Le capitaine Domato (capitaine des bois) est le nom donné, au Brésil, à des hommes dont l’occupation est d’aller à la recherche des noirs marron dont la fuite leur est signalée, et de s’en emparer. Les capitaines Domato sont toujours les hommes de couleur, mais libres. Ils forment entre eux une sorte de milice et on leur accorde 156 francs 25 centimes pour chaque fugitif qu’ils ramènent à leur maitre blanc. Cette somme est partagée entre eux. Le rôle du capitaine Domato a été mis en relief dans le téléfilm brésilien « Izaora » dans les années 1990. Plus qu’un simple acteur jouant une partition, c’est l’expression des rapports entre le maitre blanc et l’esclave affranchi que le blanc utilise pour martyriser ses frères de même couleur. L’histoire de la Françafrique est exactement calquée sur le modèle du capitaine Domato.
Plus de 60 ans après les indépendances et plusieurs siècles après l’abolition de l’esclavage, l’Afrique et surtout francophone dispose toujours de ces capitaines Domato, toujours prêts à accomplir, avec un zèle inouï, la volonté du maitre blanc, ou disons clairement, du colon. Fouet en main, parfois serti d’épines, le colosse n’hésite pas souvent à lacérer le dos de son frère noir plus que le maitre n’en demande. Après le sale boulot, il pourra, s’il a la chance, être invité à la résidence du maitre le 14 juillet, non sans avoir attendu pendant une ou deux heures, dans une queue sous le soleil. Il pourra enfin déguster une coupe de champagne et échanger avec d’autres capitaines Domato invités pour la circonstance.
Un triste « Vizir » pompeusement appelé ambassadeur de France a cru bon devoir porter plainte contre deux journaux de la place dont le crime est d’avoir révélé les relations incestueuses, pour ne pas dire les magouilles entre son pays et la plus vieille dictature d’Afrique. Une plainte confuse assortie d’injonction qui a immédiatement poussé les « nègres de maison », que dis-je, les Domato des tropiques, comme dans une fazenda, à sortir les fouets sertis d’épines pour punir sévèrement leurs frères en réponse à l’affront fait au maitre blanc. Audition sur audition, insultes sur insultes, puisqu’il fallait faire plaisir au colon et certains s’y sont mis à fond, vaines tentatives d’imposer une solution… Face à la résistance inattendue, les nègres de maison sont passés à la vitesse supérieure. Deux mois de suspension. Voilà ainsi traduite dans les faits la volonté du « Vizir » tropical.
En fait ce personnage au service du régime cinquantenaire s’était déjà ouvert à plusieurs personnes sur la ligne éditoriale de L’Alternative.

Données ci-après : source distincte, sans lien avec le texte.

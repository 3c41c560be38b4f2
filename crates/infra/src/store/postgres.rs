//! Postgres-backed ledger store.
//!
//! One `LedgerTx` wraps one `sqlx` transaction. Row locks come from
//! `SELECT … FOR UPDATE`; the `balance >= 0` CHECK constraint is the last
//! line of defense behind the engine's own balance check and maps to an
//! integrity error, never silently.
//!
//! SQLx error mapping:
//!
//! | PostgreSQL code | `LedgerError` | Scenario |
//! |---|---|---|
//! | `23505` | `Persistence` | unique violation (duplicate email / token race); retryable |
//! | `23514` | `Integrity` | CHECK violation (balance would go negative) |
//! | `40001`, `40P01` | `Persistence` | serialization failure / deadlock detected |
//! | `57014` | `Persistence` | statement timeout fired |
//! | anything else | `Persistence` | connection, pool, decode failures |

use async_trait::async_trait;
use chrono::{DateTime, Utc};
use sqlx::postgres::PgRow;
use sqlx::{PgPool, Postgres, Row, Transaction};
use tracing::instrument;
use uuid::Uuid;

use merchmint_core::{
    Account, AccountId, CoinTransfer, InventoryRecord, InventoryRecordId, Item, ItemId,
    LedgerError, LedgerResult, TransferId,
};
use merchmint_ledger::{LedgerStore, LedgerTx};

/// Default per-statement timeout, carried from the original service's
/// 3-second operation deadline.
pub const DEFAULT_STATEMENT_TIMEOUT_MS: u64 = 3_000;

#[derive(Debug, Clone)]
pub struct PostgresLedgerStore {
    pool: PgPool,
    statement_timeout_ms: u64,
}

impl PostgresLedgerStore {
    pub fn new(pool: PgPool) -> Self {
        Self {
            pool,
            statement_timeout_ms: DEFAULT_STATEMENT_TIMEOUT_MS,
        }
    }

    pub fn with_statement_timeout(mut self, millis: u64) -> Self {
        self.statement_timeout_ms = millis;
        self
    }

    pub fn pool(&self) -> &PgPool {
        &self.pool
    }
}

#[async_trait]
impl LedgerStore for PostgresLedgerStore {
    #[instrument(skip(self), err)]
    async fn begin(&self) -> LedgerResult<Box<dyn LedgerTx>> {
        let mut tx = self
            .pool
            .begin()
            .await
            .map_err(|e| map_sqlx_error("begin", e))?;

        // Scoped to this transaction; a stuck lock wait surfaces as a
        // persistence error instead of hanging the worker.
        sqlx::query(&format!(
            "SET LOCAL statement_timeout = {}",
            self.statement_timeout_ms
        ))
        .execute(&mut *tx)
        .await
        .map_err(|e| map_sqlx_error("set statement_timeout", e))?;

        Ok(Box::new(PostgresLedgerTx { tx }))
    }
}

struct PostgresLedgerTx {
    tx: Transaction<'static, Postgres>,
}

const SELECT_ACCOUNT: &str = "SELECT id, email, password_hash, balance FROM accounts";

#[async_trait]
impl LedgerTx for PostgresLedgerTx {
    async fn account_by_email(&mut self, email: &str) -> LedgerResult<Option<Account>> {
        let row = sqlx::query(&format!("{SELECT_ACCOUNT} WHERE email = $1"))
            .bind(email)
            .fetch_optional(&mut *self.tx)
            .await
            .map_err(|e| map_sqlx_error("account_by_email", e))?;
        row.as_ref().map(account_from_row).transpose()
    }

    async fn account_by_id(&mut self, id: AccountId) -> LedgerResult<Option<Account>> {
        let row = sqlx::query(&format!("{SELECT_ACCOUNT} WHERE id = $1"))
            .bind(id.as_uuid())
            .fetch_optional(&mut *self.tx)
            .await
            .map_err(|e| map_sqlx_error("account_by_id", e))?;
        row.as_ref().map(account_from_row).transpose()
    }

    async fn account_by_id_for_update(&mut self, id: AccountId) -> LedgerResult<Option<Account>> {
        let row = sqlx::query(&format!("{SELECT_ACCOUNT} WHERE id = $1 FOR UPDATE"))
            .bind(id.as_uuid())
            .fetch_optional(&mut *self.tx)
            .await
            .map_err(|e| map_sqlx_error("account_by_id_for_update", e))?;
        row.as_ref().map(account_from_row).transpose()
    }

    async fn account_by_email_for_update(
        &mut self,
        email: &str,
    ) -> LedgerResult<Option<Account>> {
        let row = sqlx::query(&format!("{SELECT_ACCOUNT} WHERE email = $1 FOR UPDATE"))
            .bind(email)
            .fetch_optional(&mut *self.tx)
            .await
            .map_err(|e| map_sqlx_error("account_by_email_for_update", e))?;
        row.as_ref().map(account_from_row).transpose()
    }

    async fn create_account(
        &mut self,
        email: &str,
        password_hash: &str,
        starting_balance: i64,
    ) -> LedgerResult<Account> {
        let id = AccountId::new();
        sqlx::query(
            "INSERT INTO accounts (id, email, password_hash, balance) VALUES ($1, $2, $3, $4)",
        )
        .bind(id.as_uuid())
        .bind(email)
        .bind(password_hash)
        .bind(starting_balance)
        .execute(&mut *self.tx)
        .await
        .map_err(|e| map_sqlx_error("create_account", e))?;

        Ok(Account {
            id,
            email: email.to_string(),
            password_hash: password_hash.to_string(),
            balance: starting_balance,
        })
    }

    async fn adjust_balance(&mut self, id: AccountId, delta: i64) -> LedgerResult<()> {
        let result = sqlx::query("UPDATE accounts SET balance = balance + $1 WHERE id = $2")
            .bind(delta)
            .bind(id.as_uuid())
            .execute(&mut *self.tx)
            .await
            .map_err(|e| map_sqlx_error("adjust_balance", e))?;

        if result.rows_affected() != 1 {
            return Err(LedgerError::integrity(format!(
                "adjust_balance touched {} rows for account {id}",
                result.rows_affected()
            )));
        }
        Ok(())
    }

    async fn item_by_name(&mut self, name: &str) -> LedgerResult<Option<Item>> {
        let row = sqlx::query("SELECT id, name, cost FROM items WHERE name = $1")
            .bind(name)
            .fetch_optional(&mut *self.tx)
            .await
            .map_err(|e| map_sqlx_error("item_by_name", e))?;

        row.map(|row| -> LedgerResult<Item> {
            Ok(Item {
                id: ItemId::from_uuid(get(&row, "id")?),
                name: get(&row, "name")?,
                cost: get(&row, "cost")?,
            })
        })
        .transpose()
    }

    async fn append_transfer_record(
        &mut self,
        sender_email: &str,
        receiver_email: &str,
        amount: i64,
    ) -> LedgerResult<CoinTransfer> {
        let id = TransferId::new();
        sqlx::query(
            "INSERT INTO transfers (id, sender_email, receiver_email, amount) \
             VALUES ($1, $2, $3, $4)",
        )
        .bind(id.as_uuid())
        .bind(sender_email)
        .bind(receiver_email)
        .bind(amount)
        .execute(&mut *self.tx)
        .await
        .map_err(|e| map_sqlx_error("append_transfer_record", e))?;

        Ok(CoinTransfer {
            id,
            sender_email: sender_email.to_string(),
            receiver_email: receiver_email.to_string(),
            amount,
        })
    }

    async fn append_inventory_record(
        &mut self,
        item_name: &str,
        owner: AccountId,
    ) -> LedgerResult<InventoryRecord> {
        let id = InventoryRecordId::new();
        sqlx::query("INSERT INTO inventory (id, item_name, owner_id) VALUES ($1, $2, $3)")
            .bind(id.as_uuid())
            .bind(item_name)
            .bind(owner.as_uuid())
            .execute(&mut *self.tx)
            .await
            .map_err(|e| map_sqlx_error("append_inventory_record", e))?;

        Ok(InventoryRecord {
            id,
            item_name: item_name.to_string(),
            owner,
        })
    }

    async fn replace_token(
        &mut self,
        account_id: AccountId,
        value: &str,
        issued_at: DateTime<Utc>,
        expires_at: DateTime<Utc>,
    ) -> LedgerResult<()> {
        sqlx::query("DELETE FROM tokens WHERE account_id = $1")
            .bind(account_id.as_uuid())
            .execute(&mut *self.tx)
            .await
            .map_err(|e| map_sqlx_error("replace_token(delete)", e))?;

        sqlx::query(
            "INSERT INTO tokens (account_id, value, issued_at, expires_at) \
             VALUES ($1, $2, $3, $4)",
        )
        .bind(account_id.as_uuid())
        .bind(value)
        .bind(issued_at)
        .bind(expires_at)
        .execute(&mut *self.tx)
        .await
        .map_err(|e| map_sqlx_error("replace_token(insert)", e))?;

        Ok(())
    }

    async fn find_token_owner(&mut self, value: &str) -> LedgerResult<Option<AccountId>> {
        let row = sqlx::query("SELECT account_id FROM tokens WHERE value = $1")
            .bind(value)
            .fetch_optional(&mut *self.tx)
            .await
            .map_err(|e| map_sqlx_error("find_token_owner", e))?;

        row.map(|row| -> LedgerResult<AccountId> {
            Ok(AccountId::from_uuid(get(&row, "account_id")?))
        })
        .transpose()
    }

    async fn transfers_for(&mut self, email: &str) -> LedgerResult<Vec<CoinTransfer>> {
        let rows = sqlx::query(
            "SELECT id, sender_email, receiver_email, amount FROM transfers \
             WHERE sender_email = $1 OR receiver_email = $1 ORDER BY id",
        )
        .bind(email)
        .fetch_all(&mut *self.tx)
        .await
        .map_err(|e| map_sqlx_error("transfers_for", e))?;

        rows.iter()
            .map(|row| -> LedgerResult<CoinTransfer> {
                Ok(CoinTransfer {
                    id: TransferId::from_uuid(get(row, "id")?),
                    sender_email: get(row, "sender_email")?,
                    receiver_email: get(row, "receiver_email")?,
                    amount: get(row, "amount")?,
                })
            })
            .collect()
    }

    async fn inventory_for(&mut self, owner: AccountId) -> LedgerResult<Vec<InventoryRecord>> {
        let rows = sqlx::query(
            "SELECT id, item_name, owner_id FROM inventory WHERE owner_id = $1 ORDER BY id",
        )
        .bind(owner.as_uuid())
        .fetch_all(&mut *self.tx)
        .await
        .map_err(|e| map_sqlx_error("inventory_for", e))?;

        rows.iter()
            .map(|row| -> LedgerResult<InventoryRecord> {
                Ok(InventoryRecord {
                    id: InventoryRecordId::from_uuid(get(row, "id")?),
                    item_name: get(row, "item_name")?,
                    owner: AccountId::from_uuid(get(row, "owner_id")?),
                })
            })
            .collect()
    }

    async fn commit(self: Box<Self>) -> LedgerResult<()> {
        self.tx
            .commit()
            .await
            .map_err(|e| map_sqlx_error("commit", e))
    }

    async fn rollback(self: Box<Self>) -> LedgerResult<()> {
        self.tx
            .rollback()
            .await
            .map_err(|e| map_sqlx_error("rollback", e))
    }
}

fn account_from_row(row: &PgRow) -> LedgerResult<Account> {
    Ok(Account {
        id: AccountId::from_uuid(get(row, "id")?),
        email: get(row, "email")?,
        password_hash: get(row, "password_hash")?,
        balance: get(row, "balance")?,
    })
}

fn get<'r, T: sqlx::Decode<'r, Postgres> + sqlx::Type<Postgres>>(
    row: &'r PgRow,
    column: &str,
) -> LedgerResult<T> {
    row.try_get(column)
        .map_err(|e| LedgerError::persistence(format!("column {column}: {e}")))
}

fn map_sqlx_error(op: &str, err: sqlx::Error) -> LedgerError {
    match &err {
        sqlx::Error::Database(db) => match db.code().as_deref() {
            Some("23514") => {
                LedgerError::integrity(format!("{op}: check violation: {}", db.message()))
            }
            Some("40001") | Some("40P01") => LedgerError::persistence(format!(
                "{op}: serialization conflict: {}",
                db.message()
            )),
            Some("57014") => {
                LedgerError::persistence(format!("{op}: statement timeout: {}", db.message()))
            }
            Some("23505") => {
                LedgerError::persistence(format!("{op}: unique violation: {}", db.message()))
            }
            _ => LedgerError::persistence(format!("{op}: {}", db.message())),
        },
        _ => LedgerError::persistence(format!("{op}: {err}")),
    }
}

#[cfg(test)]
mod tests {
    use super::*;

    #[test]
    fn check_violation_maps_to_integrity() {
        // Exercised indirectly through map_sqlx_error's non-database arm
        // here; the code-specific arms are covered by the mapping table and
        // require a live database to trigger.
        let err = map_sqlx_error("adjust_balance", sqlx::Error::PoolTimedOut);
        assert!(matches!(err, LedgerError::Persistence(_)));
        assert!(err.is_retryable());
    }

    #[test]
    fn uuid_binding_is_symmetric() {
        let id = AccountId::new();
        let uuid: Uuid = id.into();
        assert_eq!(AccountId::from_uuid(uuid), id);
    }
}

Lorsque dans un premier temps ses propos ont été rapportés à savoir : « Ce journal est trop dur, trop critique envers le pouvoir », nous avions osé une série de questions à notre interlocuteur : « En quoi la ligne critique d’un journal envers le régime dérange un ambassadeur ? Est-il au service de la France, son pays, ou du régime togolais ? De quoi il se mêle ? Et pour quel intérêt ?». Le fameux « Vizir » n’a pu se retenir devant un journaliste de L’Alternative la haine qu’il éprouvait pour cet organe. Il en va de soi que les dernières révélations sur les arrangements obscurs de Franck Paris, Conseiller Afrique de l’Elysée (sur lesquels nous reviendrons) avec le régime monarchique de Lomé constituent une circonstance aggravante.
Il fallait sévir pour empêcher ce journal d’aller plus loin. Eh bien, c’est peine perdue. La France a assassiné au Togo le 13 janvier 1963 un chef d’Etat démocratiquement élu. Avons-nous déjà porté plainte contre elle ? La France continue de vendre des armes et du matériel (matraques, gaz et grenade lacrymogène, etc.) qui permettent au régime cinquantenaire de réprimer dans le sang les Togolais. Avons-nous déjà porté plainte contre la France ? Nous les Togolais, sommes plus que conscients du mal que la France a fait et continue de faire à ce pays. Le jour vient où tout sera remis à sa place.
Alors monsieur le « Vizir », ni votre animosité envers un média togolais, ni l’instrumentalisation ou le recours aux valets locaux ne vous permettront d’obtenir notre silence. Les capitaines Domato sous les tropiques, dont la plupart n’ont jamais écrit un article de presse connu ou investissent un seul franc dans une entreprise de presse ; peuvent s’activer pour vous rendre service, vous ramener sur un plateau d’or les têtes de ceux que vous détestez ; mais sachez une chose et une fois pour de bon : nous ne sommes pas de la bande de ceux qui crient « Yovo Yovo bonsoir », dans l’espoir de se voir jeter à la figure une tablette de chocolat.